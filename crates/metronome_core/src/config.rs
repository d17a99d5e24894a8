//! # Runtime Configuration
//!
//! Loaded from TOML. Every field has a default, so an empty file is valid:
//!
//! ```toml
//! [window]
//! width = 1280
//! height = 720
//! title = "metronome"
//! clear_color = { r = 0.0, g = 0.0, b = 0.0, a = 1.0 }
//!
//! [timing]
//! fixed_step = 0.016666666666666666
//! max_frame_delta = 0.25
//! max_fixed_steps = 8
//! ```

use std::path::Path;

use serde::{Deserialize, Serialize};

use crate::error::{RuntimeError, RuntimeResult};
use crate::window::Color;

/// Default fixed step (60 Hz).
pub const DEFAULT_FIXED_STEP: f64 = 1.0 / 60.0;

/// Default cap on a single frame delta, in seconds.
pub const DEFAULT_MAX_FRAME_DELTA: f64 = 0.25;

/// Default cap on fixed steps per frame.
pub const DEFAULT_MAX_FIXED_STEPS: u32 = 8;

/// Window settings.
#[derive(Clone, Debug, PartialEq, Serialize, Deserialize)]
#[serde(default)]
pub struct WindowConfig {
    /// Width in pixels.
    pub width: u32,
    /// Height in pixels.
    pub height: u32,
    /// Title bar text.
    pub title: String,
    /// Color the back buffer is cleared to each frame.
    pub clear_color: Color,
}

impl Default for WindowConfig {
    fn default() -> Self {
        Self {
            width: 1280,
            height: 720,
            title: "metronome".to_owned(),
            clear_color: Color::BLACK,
        }
    }
}

/// Frame timing settings.
#[derive(Clone, Debug, PartialEq, Serialize, Deserialize)]
#[serde(default)]
pub struct TimingConfig {
    /// Length of one fixed step in seconds.
    pub fixed_step: f64,
    /// Largest frame delta accepted from the clock, in seconds.
    pub max_frame_delta: f64,
    /// Most fixed steps run in one frame.
    pub max_fixed_steps: u32,
}

impl Default for TimingConfig {
    fn default() -> Self {
        Self {
            fixed_step: DEFAULT_FIXED_STEP,
            max_frame_delta: DEFAULT_MAX_FRAME_DELTA,
            max_fixed_steps: DEFAULT_MAX_FIXED_STEPS,
        }
    }
}

/// Complete runtime configuration.
#[derive(Clone, Debug, Default, PartialEq, Serialize, Deserialize)]
#[serde(default)]
pub struct RuntimeConfig {
    /// Window settings.
    pub window: WindowConfig,
    /// Timing settings.
    pub timing: TimingConfig,
}

impl RuntimeConfig {
    /// Parses and validates a TOML document.
    ///
    /// # Errors
    ///
    /// `InvalidConfig` on syntax errors, unknown value types or failed validation.
    pub fn from_toml_str(text: &str) -> RuntimeResult<Self> {
        let config: Self =
            toml::from_str(text).map_err(|e| RuntimeError::InvalidConfig(e.to_string()))?;
        config.validate()?;
        Ok(config)
    }

    /// Reads, parses and validates a TOML file.
    ///
    /// # Errors
    ///
    /// `InvalidConfig` if the file cannot be read or is invalid.
    pub fn load(path: &Path) -> RuntimeResult<Self> {
        let text = std::fs::read_to_string(path)
            .map_err(|e| RuntimeError::InvalidConfig(format!("{}: {e}", path.display())))?;
        let config = Self::from_toml_str(&text)?;
        tracing::info!("loaded config from {}", path.display());
        Ok(config)
    }

    /// Checks value ranges.
    ///
    /// # Errors
    ///
    /// `InvalidConfig` naming the first offending field.
    pub fn validate(&self) -> RuntimeResult<()> {
        let timing = &self.timing;
        if !(timing.fixed_step.is_finite() && timing.fixed_step > 0.0) {
            return Err(invalid("timing.fixed_step must be a positive number of seconds"));
        }
        if !(timing.max_frame_delta.is_finite() && timing.max_frame_delta >= timing.fixed_step) {
            return Err(invalid("timing.max_frame_delta must be at least timing.fixed_step"));
        }
        if timing.max_fixed_steps == 0 {
            return Err(invalid("timing.max_fixed_steps must be at least 1"));
        }
        if self.window.width == 0 || self.window.height == 0 {
            return Err(invalid("window.width and window.height must be non-zero"));
        }
        if self.window.title.trim().is_empty() {
            return Err(invalid("window.title must not be empty"));
        }
        if !self.window.clear_color.is_normalized() {
            return Err(invalid("window.clear_color components must be within [0, 1]"));
        }
        Ok(())
    }
}

fn invalid(message: &str) -> RuntimeError {
    RuntimeError::InvalidConfig(message.to_owned())
}

#[cfg(test)]
mod tests {
    use super::*;

    #[test]
    fn test_defaults_are_valid() {
        let config = RuntimeConfig::default();
        assert!(config.validate().is_ok());
        assert_eq!(config.timing.max_fixed_steps, 8);
        assert_eq!(config.window.title, "metronome");
    }

    #[test]
    fn test_empty_document_uses_defaults() {
        assert_eq!(RuntimeConfig::from_toml_str("").unwrap(), RuntimeConfig::default());
    }

    #[test]
    fn test_partial_document() {
        let config = RuntimeConfig::from_toml_str(
            r#"
            [window]
            title = "demo"

            [timing]
            fixed_step = 0.02
            "#,
        )
        .unwrap();

        assert_eq!(config.window.title, "demo");
        assert_eq!(config.window.width, 1280);
        assert_eq!(config.timing.fixed_step, 0.02);
        assert_eq!(config.timing.max_frame_delta, DEFAULT_MAX_FRAME_DELTA);
    }

    #[test]
    fn test_rejects_zero_step() {
        let err = RuntimeConfig::from_toml_str("[timing]\nfixed_step = 0.0\n").unwrap_err();
        assert!(matches!(err, RuntimeError::InvalidConfig(msg) if msg.contains("fixed_step")));
    }

    #[test]
    fn test_rejects_zero_step_cap() {
        let err = RuntimeConfig::from_toml_str("[timing]\nmax_fixed_steps = 0\n").unwrap_err();
        assert!(matches!(err, RuntimeError::InvalidConfig(msg) if msg.contains("max_fixed_steps")));
    }

    #[test]
    fn test_rejects_bad_syntax() {
        assert!(matches!(
            RuntimeConfig::from_toml_str("[window\n"),
            Err(RuntimeError::InvalidConfig(_))
        ));
    }

    #[test]
    fn test_load_missing_file() {
        let err = RuntimeConfig::load(Path::new("/definitely/not/here.toml")).unwrap_err();
        assert!(matches!(err, RuntimeError::InvalidConfig(msg) if msg.contains("here.toml")));
    }
}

▬▬▬

Task item:
Copy every line of the data where "contains" is found.

Answer section:
        assert!(matches!(err, RuntimeError::InvalidConfig(msg) if msg.contains("fixed_step")));
        assert!(matches!(err, RuntimeError::InvalidConfig(msg) if msg.contains("max_fixed_steps")));
        assert!(matches!(err, RuntimeError::InvalidConfig(msg) if msg.contains("here.toml")));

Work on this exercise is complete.